PROBLEM TO SOLVE: Repeat exactly, and only, the lines below starting at the line that contains "filename crates/core/src/catalog/lookup.rs" and ending at the line that contains "Hash, Serialize, Deserialize)]", inclusive of both.

+-------+

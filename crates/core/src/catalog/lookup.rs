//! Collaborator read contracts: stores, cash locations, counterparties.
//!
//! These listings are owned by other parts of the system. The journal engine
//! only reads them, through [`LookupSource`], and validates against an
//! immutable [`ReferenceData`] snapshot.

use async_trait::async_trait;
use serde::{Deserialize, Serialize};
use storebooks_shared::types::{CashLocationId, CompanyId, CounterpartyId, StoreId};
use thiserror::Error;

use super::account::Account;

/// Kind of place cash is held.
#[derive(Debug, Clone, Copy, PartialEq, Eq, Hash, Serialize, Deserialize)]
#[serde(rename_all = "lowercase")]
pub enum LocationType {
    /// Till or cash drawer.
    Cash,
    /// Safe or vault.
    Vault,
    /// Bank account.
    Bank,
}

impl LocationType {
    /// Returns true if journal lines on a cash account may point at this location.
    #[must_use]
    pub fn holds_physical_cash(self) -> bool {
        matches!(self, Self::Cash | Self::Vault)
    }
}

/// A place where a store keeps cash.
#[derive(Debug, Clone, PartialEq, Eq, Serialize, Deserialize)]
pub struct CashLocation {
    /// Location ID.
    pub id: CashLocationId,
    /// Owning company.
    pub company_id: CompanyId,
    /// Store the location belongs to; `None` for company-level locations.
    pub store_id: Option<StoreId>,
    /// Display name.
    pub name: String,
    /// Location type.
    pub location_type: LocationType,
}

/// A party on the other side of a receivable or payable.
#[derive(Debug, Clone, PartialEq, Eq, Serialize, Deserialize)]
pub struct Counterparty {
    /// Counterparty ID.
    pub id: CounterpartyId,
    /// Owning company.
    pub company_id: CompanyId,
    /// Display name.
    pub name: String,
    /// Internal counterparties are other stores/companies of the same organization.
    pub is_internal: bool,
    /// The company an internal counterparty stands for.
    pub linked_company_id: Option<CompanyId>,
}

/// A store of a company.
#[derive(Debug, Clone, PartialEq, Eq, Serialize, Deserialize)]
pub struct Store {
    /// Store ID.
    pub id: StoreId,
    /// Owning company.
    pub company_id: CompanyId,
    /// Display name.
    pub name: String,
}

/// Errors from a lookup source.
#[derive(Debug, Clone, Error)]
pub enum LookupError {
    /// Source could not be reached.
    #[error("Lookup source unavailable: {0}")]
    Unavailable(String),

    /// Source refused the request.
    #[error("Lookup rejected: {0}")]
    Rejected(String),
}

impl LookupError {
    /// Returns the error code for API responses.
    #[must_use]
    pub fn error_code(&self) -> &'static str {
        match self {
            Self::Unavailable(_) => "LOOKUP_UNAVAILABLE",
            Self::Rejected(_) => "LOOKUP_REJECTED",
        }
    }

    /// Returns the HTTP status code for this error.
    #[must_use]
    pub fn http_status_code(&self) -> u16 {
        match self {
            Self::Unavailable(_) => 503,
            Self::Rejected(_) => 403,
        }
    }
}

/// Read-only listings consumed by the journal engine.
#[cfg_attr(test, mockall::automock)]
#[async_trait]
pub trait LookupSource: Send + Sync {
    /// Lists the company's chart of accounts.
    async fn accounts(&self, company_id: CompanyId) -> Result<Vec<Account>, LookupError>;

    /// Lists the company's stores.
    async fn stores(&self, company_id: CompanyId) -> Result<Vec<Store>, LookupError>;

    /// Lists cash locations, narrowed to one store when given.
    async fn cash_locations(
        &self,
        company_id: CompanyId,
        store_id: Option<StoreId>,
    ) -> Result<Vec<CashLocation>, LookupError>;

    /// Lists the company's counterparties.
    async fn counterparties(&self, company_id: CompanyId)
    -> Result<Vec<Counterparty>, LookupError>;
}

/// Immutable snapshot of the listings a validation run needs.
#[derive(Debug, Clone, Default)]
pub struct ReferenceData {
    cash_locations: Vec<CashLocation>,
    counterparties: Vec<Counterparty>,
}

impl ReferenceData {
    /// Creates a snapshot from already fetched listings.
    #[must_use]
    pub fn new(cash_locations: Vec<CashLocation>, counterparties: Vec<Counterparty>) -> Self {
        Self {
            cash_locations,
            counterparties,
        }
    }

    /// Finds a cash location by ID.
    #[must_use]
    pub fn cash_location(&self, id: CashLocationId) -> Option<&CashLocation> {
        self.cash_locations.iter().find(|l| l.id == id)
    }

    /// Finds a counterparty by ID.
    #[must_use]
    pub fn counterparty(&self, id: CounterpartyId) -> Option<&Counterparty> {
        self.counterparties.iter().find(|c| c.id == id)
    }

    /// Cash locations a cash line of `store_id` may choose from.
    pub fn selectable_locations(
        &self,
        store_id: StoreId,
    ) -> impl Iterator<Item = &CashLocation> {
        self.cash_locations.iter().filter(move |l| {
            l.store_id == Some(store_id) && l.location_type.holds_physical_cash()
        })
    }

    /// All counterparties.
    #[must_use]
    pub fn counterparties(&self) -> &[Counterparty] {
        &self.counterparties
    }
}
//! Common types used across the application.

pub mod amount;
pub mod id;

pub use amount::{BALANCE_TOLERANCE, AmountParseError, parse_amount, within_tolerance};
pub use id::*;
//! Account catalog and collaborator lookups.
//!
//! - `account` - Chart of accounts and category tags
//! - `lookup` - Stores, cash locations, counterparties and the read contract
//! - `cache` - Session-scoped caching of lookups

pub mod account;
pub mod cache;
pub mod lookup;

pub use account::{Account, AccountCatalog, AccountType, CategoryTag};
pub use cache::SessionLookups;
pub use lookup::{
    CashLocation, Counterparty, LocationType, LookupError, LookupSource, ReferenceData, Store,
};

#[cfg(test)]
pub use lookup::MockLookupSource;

+-------+

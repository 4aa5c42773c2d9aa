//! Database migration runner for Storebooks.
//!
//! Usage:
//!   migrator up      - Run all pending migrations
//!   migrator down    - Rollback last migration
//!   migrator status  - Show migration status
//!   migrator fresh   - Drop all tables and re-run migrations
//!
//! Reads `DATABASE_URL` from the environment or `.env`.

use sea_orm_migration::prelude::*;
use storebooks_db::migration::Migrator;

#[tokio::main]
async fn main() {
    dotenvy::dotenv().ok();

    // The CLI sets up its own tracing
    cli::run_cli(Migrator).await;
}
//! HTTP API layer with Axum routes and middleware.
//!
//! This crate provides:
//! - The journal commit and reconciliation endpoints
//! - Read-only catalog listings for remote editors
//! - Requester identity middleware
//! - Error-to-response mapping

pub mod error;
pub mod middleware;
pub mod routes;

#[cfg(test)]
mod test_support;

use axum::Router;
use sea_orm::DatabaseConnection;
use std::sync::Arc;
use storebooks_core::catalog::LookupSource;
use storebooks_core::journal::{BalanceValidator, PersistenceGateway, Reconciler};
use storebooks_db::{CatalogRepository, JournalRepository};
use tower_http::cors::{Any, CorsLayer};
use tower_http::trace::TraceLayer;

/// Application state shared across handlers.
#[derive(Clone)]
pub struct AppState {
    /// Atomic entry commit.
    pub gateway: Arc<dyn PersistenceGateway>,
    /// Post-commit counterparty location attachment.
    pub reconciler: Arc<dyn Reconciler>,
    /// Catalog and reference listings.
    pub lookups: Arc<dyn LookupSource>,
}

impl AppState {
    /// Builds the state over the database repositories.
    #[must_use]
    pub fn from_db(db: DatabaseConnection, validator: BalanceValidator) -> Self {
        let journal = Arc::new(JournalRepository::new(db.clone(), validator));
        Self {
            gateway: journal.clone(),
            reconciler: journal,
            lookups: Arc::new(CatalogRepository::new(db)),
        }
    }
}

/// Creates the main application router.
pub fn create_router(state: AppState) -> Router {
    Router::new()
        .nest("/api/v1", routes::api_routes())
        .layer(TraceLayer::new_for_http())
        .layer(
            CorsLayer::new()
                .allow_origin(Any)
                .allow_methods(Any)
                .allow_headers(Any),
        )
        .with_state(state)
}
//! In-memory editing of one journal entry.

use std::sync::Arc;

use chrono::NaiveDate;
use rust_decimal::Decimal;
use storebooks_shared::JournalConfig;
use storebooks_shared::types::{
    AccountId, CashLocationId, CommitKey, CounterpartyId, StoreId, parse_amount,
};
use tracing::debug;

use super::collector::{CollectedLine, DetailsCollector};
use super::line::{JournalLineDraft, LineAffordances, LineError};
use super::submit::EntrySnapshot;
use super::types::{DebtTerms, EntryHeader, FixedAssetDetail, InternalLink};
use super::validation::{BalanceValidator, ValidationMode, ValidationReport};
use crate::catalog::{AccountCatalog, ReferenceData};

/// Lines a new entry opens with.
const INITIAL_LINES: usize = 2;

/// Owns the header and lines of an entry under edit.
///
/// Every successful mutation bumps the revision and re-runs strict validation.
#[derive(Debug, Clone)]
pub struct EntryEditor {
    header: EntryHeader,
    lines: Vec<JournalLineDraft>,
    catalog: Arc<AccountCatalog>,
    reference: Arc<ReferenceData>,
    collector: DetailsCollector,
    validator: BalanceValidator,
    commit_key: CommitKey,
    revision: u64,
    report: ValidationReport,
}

+-------+

OUTPUT BELOW:
filename crates/core/src/catalog/lookup.rs
//! Collaborator read contracts: stores, cash locations, counterparties.
//!
//! These listings are owned by other parts of the system. The journal engine
//! only reads them, through [`LookupSource`], and validates against an
//! immutable [`ReferenceData`] snapshot.

use async_trait::async_trait;
use serde::{Deserialize, Serialize};
use storebooks_shared::types::{CashLocationId, CompanyId, CounterpartyId, StoreId};
use thiserror::Error;

use super::account::Account;

/// Kind of place cash is held.
#[derive(Debug, Clone, Copy, PartialEq, Eq, Hash, Serialize, Deserialize)]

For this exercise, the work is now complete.